### REQUIRED ACTION:
Count the lines of the records below that hold the word "owner", and give only the number.

### SUPPLIED DATA:

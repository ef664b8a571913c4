//! Session assembly
//!
//! A session is a world plus the standard frame pipeline, wired from a
//! [`SessionConfig`]. The driver owns the clock: it calls [`Session::tick`]
//! with each frame's elapsed seconds and the pipeline does the rest.

use crate::config::SessionConfig;
use crate::ecs::system::Pipeline;
use crate::ecs::systems::{
    BehaviorSystem, BodySystem, CollisionSystem, HealthSystem, KeyboardSystem, MouseSystem,
    PropulsionSystem, TimerSystem, WeaponSystem,
};
use crate::ecs::world::World;

/// A running game: the world and the pipeline that advances it
pub struct Session {
    /// The live world; gameplay code reaches in freely between ticks
    pub world: World,

    pipeline: Pipeline,
}

impl Session {
    /// Build a session with the standard system order
    ///
    /// Movement runs first and death resolution last, so a frame's damage
    /// is always visible to the frame that dealt it: body, propulsion,
    /// collision, keyboard, mouse, weapon, behavior, timer, health.
    pub fn new(config: SessionConfig) -> Self {
        log::info!(
            "Starting session on a {}x{} level",
            config.level.width,
            config.level.height
        );
        let pipeline = Pipeline::new(vec![
            Box::new(BodySystem::new(config.level)),
            Box::new(PropulsionSystem),
            Box::new(CollisionSystem::new(config.level, config.collision)),
            Box::new(KeyboardSystem),
            Box::new(MouseSystem),
            Box::new(WeaponSystem),
            Box::new(BehaviorSystem),
            Box::new(TimerSystem),
            Box::new(HealthSystem),
        ]);
        Self {
            world: World::new(),
            pipeline,
        }
    }

    /// Advance the world by one frame of `delta_time` seconds
    pub fn tick(&mut self, delta_time: f32) {
        self.pipeline.run(&mut self.world, delta_time);
    }

    /// The session's pipeline, for inspection
    pub fn pipeline(&self) -> &Pipeline {
        &self.pipeline
    }

    /// Tear the session down, destroying every entity
    ///
    /// Destroy hooks fire as usual, so gameplay teardown runs exactly as it
    /// would for in-game destruction.
    pub fn shutdown(mut self) {
        log::info!(
            "Shutting down session with {} live entities",
            self.world.entity_count()
        );
        self.world.clear_entities();
    }
}
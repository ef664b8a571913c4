//! Death resolution
//!
//! Damage only marks an entity as dead by driving its hit points to zero;
//! this system notices the crossing and runs the consequences. The death
//! effect and hook are taken off the component before they run, so however
//! many times an entity is damaged past zero, death resolves once.

use crate::ecs::component::{ComponentKey, ComponentKind, Payload};
use crate::ecs::components::Health;
use crate::ecs::system::System;
use crate::ecs::world::World;

/// Resolves entities whose hit points ran out
pub struct HealthSystem;

impl System for HealthSystem {
    fn name(&self) -> &str {
        "health"
    }

    fn update(&mut self, world: &mut World, delta_time: f32) {
        let keys = world.component_keys(ComponentKind::Health);
        for key in keys {
            let Some(owner) = world.visit(ComponentKind::Health, key) else {
                continue;
            };
            let consumed = {
                let Some(health) = health_mut(world, key) else {
                    continue;
                };
                if health.is_dead() {
                    Some((health.death_effect.take(), health.on_death.take()))
                } else {
                    None
                }
            };
            let Some((effect, hook)) = consumed else {
                continue;
            };

            if let Some(effect) = effect {
                if let Some(position) = world.entity(owner).map(|e| e.position) {
                    world.particles.spawn(&effect, delta_time, 1, position);
                }
            }
            if let Some(hook) = hook {
                hook(world, owner);
            }
        }
    }
}

fn health_mut(world: &mut World, key: ComponentKey) -> Option<&mut Health> {
    match &mut world.component_mut(ComponentKind::Health, key)?.payload {
        Payload::Health(health) => Some(health),
        _ => None,
    }
}
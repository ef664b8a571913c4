//! Integration tests for the lock-and-fire loop
//!
//! Drives full sessions through lock accumulation, burst firing, and the
//! gameplay hooks a shooter game hangs off them: hitscan damage, homing
//! projectiles, and shooter death mid-burst.

use crate::config::SessionConfig;
use crate::ecs::component::Payload;
use crate::ecs::components::{Behavior, Body, Health, Propulsion, Steering};
use crate::ecs::entity::{EntityId, EntityTag, Team};
use crate::ecs::systems::{Weapon, WeaponState};
use crate::foundation::math::Vec2;
use crate::Session;

#[cfg(test)]
mod tests {
    use super::*;
    use std::cell::RefCell;
    use std::rc::Rc;

    fn session_with_shooter() -> (Session, EntityId) {
        let mut session = Session::new(SessionConfig::default());
        let shooter = session.world.spawn(Vec2::new(600.0, 400.0), EntityTag::Ship);
        session.world.entity_mut(shooter).unwrap().team = Team::Friendly;
        session.world.attach(shooter, Payload::Body(Body::new(10.0)));
        session.world.targeting.bind(shooter);
        (session, shooter)
    }

    fn spawn_hazard(session: &mut Session, position: Vec2) -> EntityId {
        let hazard = session.world.spawn(position, EntityTag::Hazard);
        session.world.entity_mut(hazard).unwrap().team = Team::Enemy;
        session.world.attach(hazard, Payload::Body(Body::new(20.0)));
        let mut health = Health::new(1.0);
        health.on_death = Some(Rc::new(|world, owner| {
            world.despawn(owner);
        }));
        session.world.attach(hazard, Payload::Health(health));
        hazard
    }

    #[test]
    fn test_lock_fire_kill_flow() {
        let (mut session, _shooter) = session_with_shooter();
        let h1 = spawn_hazard(&mut session, Vec2::new(700.0, 400.0));
        let h2 = spawn_hazard(&mut session, Vec2::new(500.0, 400.0));

        session
            .world
            .targeting
            .set_weapons(Weapon::new("railgun", 0.2, 0.3), None);
        session.world.targeting.on_fire = Some(Rc::new(|world, _shooter, target| {
            world.deal_damage(target, 1.0);
        }));

        // Hold each target past the lock-on time.
        session.world.targeting.set_target(h1);
        session.tick(0.2);
        session.tick(0.2);
        session.world.targeting.set_target(h2);
        session.tick(0.2);
        session.tick(0.2);
        assert_eq!(session.world.targeting.locked_targets().count(), 2);

        session.world.fire_weapon();
        session.tick(0.2);

        // First shot landed and death resolved within the same frame.
        assert!(!session.world.is_alive(h1));
        assert!(session.world.is_alive(h2));

        // Cadence gap, then the second shot.
        session.tick(0.2);
        assert!(session.world.is_alive(h2));
        session.tick(0.2);
        assert!(!session.world.is_alive(h2));
        assert_eq!(session.world.targeting.state(), WeaponState::Ready);
    }

    #[test]
    fn test_missiles_track_locked_targets() {
        let (mut session, _shooter) = session_with_shooter();
        let hazard = spawn_hazard(&mut session, Vec2::new(800.0, 400.0));

        session
            .world
            .targeting
            .set_weapons(Weapon::new("seeker", 0.1, 0.1), None);
        session.world.targeting.on_fire = Some(Rc::new(|world, shooter, target| {
            let Some(origin) = world.entity(shooter).map(|e| e.position) else {
                return;
            };
            let missile = world.spawn(origin, EntityTag::Missile);
            world.entity_mut(missile).unwrap().team = Team::Friendly;
            world.attach(
                missile,
                Payload::Body(Body::with_velocity(1.0, Vec2::new(120.0, 0.0))),
            );
            let mut propulsion = Propulsion::new(300.0, 4.0);
            propulsion.linear_throttle = Vec2::new(1.0, 0.0);
            propulsion.directed = true;
            world.attach(missile, Payload::Propulsion(propulsion));
            world.attach(
                missile,
                Payload::Behavior(Behavior::new(Steering::Follow(target))),
            );
        }));

        session.world.targeting.set_target(hazard);
        session.tick(0.2);
        session.world.fire_weapon();
        session.tick(0.2);

        let missile = session
            .world
            .entity_ids()
            .into_iter()
            .find(|&id| session.world.entity(id).unwrap().tag == EntityTag::Missile)
            .expect("shot should have spawned a missile");

        let distance = |session: &Session| {
            let missile_position = session.world.entity(missile).unwrap().position;
            let hazard_position = session.world.entity(hazard).unwrap().position;
            (hazard_position - missile_position).norm()
        };

        let before = distance(&session);
        for _ in 0..5 {
            session.tick(0.1);
        }
        assert!(distance(&session) < before);
    }

    #[test]
    fn test_shooter_death_mid_burst() {
        let (mut session, shooter) = session_with_shooter();
        let h1 = spawn_hazard(&mut session, Vec2::new(700.0, 400.0));
        let h2 = spawn_hazard(&mut session, Vec2::new(500.0, 400.0));

        session
            .world
            .targeting
            .set_weapons(Weapon::new("railgun", 0.5, 0.05), None);
        let shots = Rc::new(RefCell::new(0));
        let count = Rc::clone(&shots);
        session.world.targeting.on_fire = Some(Rc::new(move |_world, _shooter, _target| {
            *count.borrow_mut() += 1;
        }));

        session.world.targeting.set_target(h1);
        session.tick(0.1);
        session.world.targeting.set_target(h2);
        session.tick(0.1);
        assert_eq!(session.world.targeting.locked_targets().count(), 2);

        session.world.fire_weapon();
        session.tick(0.1);
        assert_eq!(*shots.borrow(), 1);

        // The shooter dies with a lock still queued; the burst dies too.
        session.world.despawn(shooter);
        session.tick(0.1);
        assert_eq!(*shots.borrow(), 1);
        assert_eq!(session.world.targeting.state(), WeaponState::Ready);
        assert_eq!(session.world.targeting.locked_targets().count(), 0);
    }
}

### EXERCISE RESPONSE:
5